United States District Court, E.D. Virginia, Alexandria Division

May 30, 2017

JEN SEKO, Defendant.



         This matter is before the Court on Defendant Jen Seko's (“Defendant” or “Seko”) Post-Verdict Motion for Judgment of Acquittal. [Dkt. 566.] Seko's Motion for New Trial and Motion for Arrest of Judgment[1] are also before the Court. [Dkt. 565.] Finally, Seko's Notices of Supplemental Authority [Dkts. 572, 573] and Notice of Adoption of Henderson's Second Motion for New Trial [Dkt. 576] have been received and considered. For the following reasons, the Court will deny Defendant's motion for judgment of acquittal and motion for new trial.

         I. Standard of Review

         A. Motion for Judgment of Acquittal

         Federal Rule of Criminal Procedure 29(c) provides, in relevant part, “if the jury has returned a guilty verdict, the court may set aside the verdict and enter an acquittal.” Where such a motion is based on “insufficiency of the evidence, the conviction must be sustained if the evidence, when viewed in the light most favorable to the Government, is sufficient for any rational trier of fact to find the essential elements of the crime beyond a reasonable doubt.” United States v. Romer, 148 F.3d 359, 364 (4th Cir. 1998).

         When ruling on a Rule 29(c) motion, “the trial court should only consider the sufficiency of the evidence presented in that trial, not what evidence is likely to be admitted or excluded in a future trial.” United States v.
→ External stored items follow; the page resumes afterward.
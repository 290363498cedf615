//! Client configuration loaded from environment variables.
//!
//! Everything except the API URL is optional by design: a missing sync URL
//! or credential leaves real-time sync inactive without an error, and the
//! rest of the client keeps working against the HTTP API.

use std::env;

/// Default HTTP API base URL.
pub const DEFAULT_API_URL: &str = "http://localhost:8080";

/// Client configuration loaded from environment variables.
#[derive(Debug, Clone)]
pub struct Config {
    /// HTTP API base URL (STOCKROOM_API_URL, default: http://localhost:8080)
    pub api_url: String,
    /// Sync server base URL (STOCKROOM_SYNC_URL); unset disables live sync
    pub sync_url: Option<String>,
    /// Bearer token (STOCKROOM_TOKEN)
    pub token: Option<String>,
    /// Organization id (STOCKROOM_ORG_ID)
    pub org_id: Option<String>,
}

impl Config {
    /// Load configuration from environment variables.
    pub fn from_env() -> Self {
        let api_url = env::var("STOCKROOM_API_URL").unwrap_or_else(|_| DEFAULT_API_URL.to_string());
        let sync_url = env::var("STOCKROOM_SYNC_URL")
            .ok()
            .map(|v| v.trim().to_string())
            .filter(|v| !v.is_empty());
        let token = env::var("STOCKROOM_TOKEN").ok().filter(|v| !v.is_empty());
        let org_id = env::var("STOCKROOM_ORG_ID").ok().filter(|v| !v.is_empty());

        Config {
            api_url,
            sync_url,
            token,
            org_id,
        }
    }

    /// Check if live sync can run: it needs a sync URL, a token and an org.
    pub fn is_sync_configured(&self) -> bool {
        self.sync_url.is_some() && self.token.is_some() && self.org_id.is_some()
    }
}

impl Default for Config {
    fn default() -> Self {
        Config {
            api_url: DEFAULT_API_URL.to_string(),
            sync_url: None,
            token: None,
            org_id: None,
        }
    }
}

#[cfg(test)]
mod tests {
    use super::*;

    #[test]
    fn test_default_config_has_sync_disabled() {
        let config = Config::default();
        assert_eq!(config.api_url, DEFAULT_API_URL);
        assert!(config.sync_url.is_none());
        assert!(!config.is_sync_configured());
    }

    #[test]
    fn test_sync_configured_requires_all_three() {
        let mut config = Config {
            sync_url: Some("wss://sync.example.com".to_string()),
            ..Config::default()
        };
        assert!(!config.is_sync_configured());
        config.token = Some("t".to_string());
        assert!(!config.is_sync_configured());
        config.org_id = Some("o".to_string());
        assert!(config.is_sync_configured());
    }
}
Mackins, 32 F.3d 134, 138-39 (4th Cir. 1994). The Government must be allowed “the benefit of all reasonable inferences from the facts proven to those sought to be established.” United States v. Tresvant, 677 F.2d 1018, 1021 (4th Cir. 1982) (citations omitted). “Furthermore, neither the district court nor the appellate court should consider a witnesses' credibility, but must assume that the jury resolved all contradictions in favor of the Government.” Romer, 148 F.3d at 364.

         B. Motion for New Trial

         Federal Rule of Criminal Procedure 33 provides, in relevant part, “the court may vacate any judgment and grant a new trial if the interest of justice so requires.” Fed. R. Crim. P. 33. The Fourth Circuit instructs that “a trial court should exercise its discretion to award a new trial sparingly, and a jury verdict is not to be overturned except in the rare circumstance when the evidence ‘weighs heavily' against it.” United States v. Smith, 451 F.3d 209, 216-17 (4th Cir. 2006) (citations omitted). Although while addressing a Rule 33 motion a district court “is not constrained by the requirement that it view the evidence in the light most favorable to the government, ” such a motion should only be granted when “the evidence weighs so heavily against the verdict that it would be unjust to enter judgment.” United States v. Arrington, 757 F.2d 1484, 1485 (4th Cir. 1985).

         II. Analysis

         A. Motion for Judgment of Acquittal

         i. Count One: Conspiracy

         Defendant first argues that this Court improperly admitted “the self-serving hearsay legal opinion of Postal Inspector Gonzalez . . . to establish (1) the existence of the charged fraud and conspiracy, (2) Ms. Seko's ‘knowledge' of the fraud and conspiracy, and (3) Ms. Seko's complicity in the fraud and conspiracy.” [Dkt. 566, ¶ 2 (hereinafter, “Def.'s Mot.”).] Defendant then instructs the Court to review its Motion for a New Trial and Arrest of Judgment [Dkt. 565] for further argument and explanation. Id., ¶¶ 2-3. As a result, the Court will address those arguments at length in Section II.B below. For now, the Court will simply note its continued ruling that these statements were not hearsay and were, therefore, admissible. See United States v. Martin, 2016 WL 4928669, at *5 (4th Cir. Sept. 16, 2016); United States v. Leake, 642 F.2d 715, 720 (4th Cir. 1981).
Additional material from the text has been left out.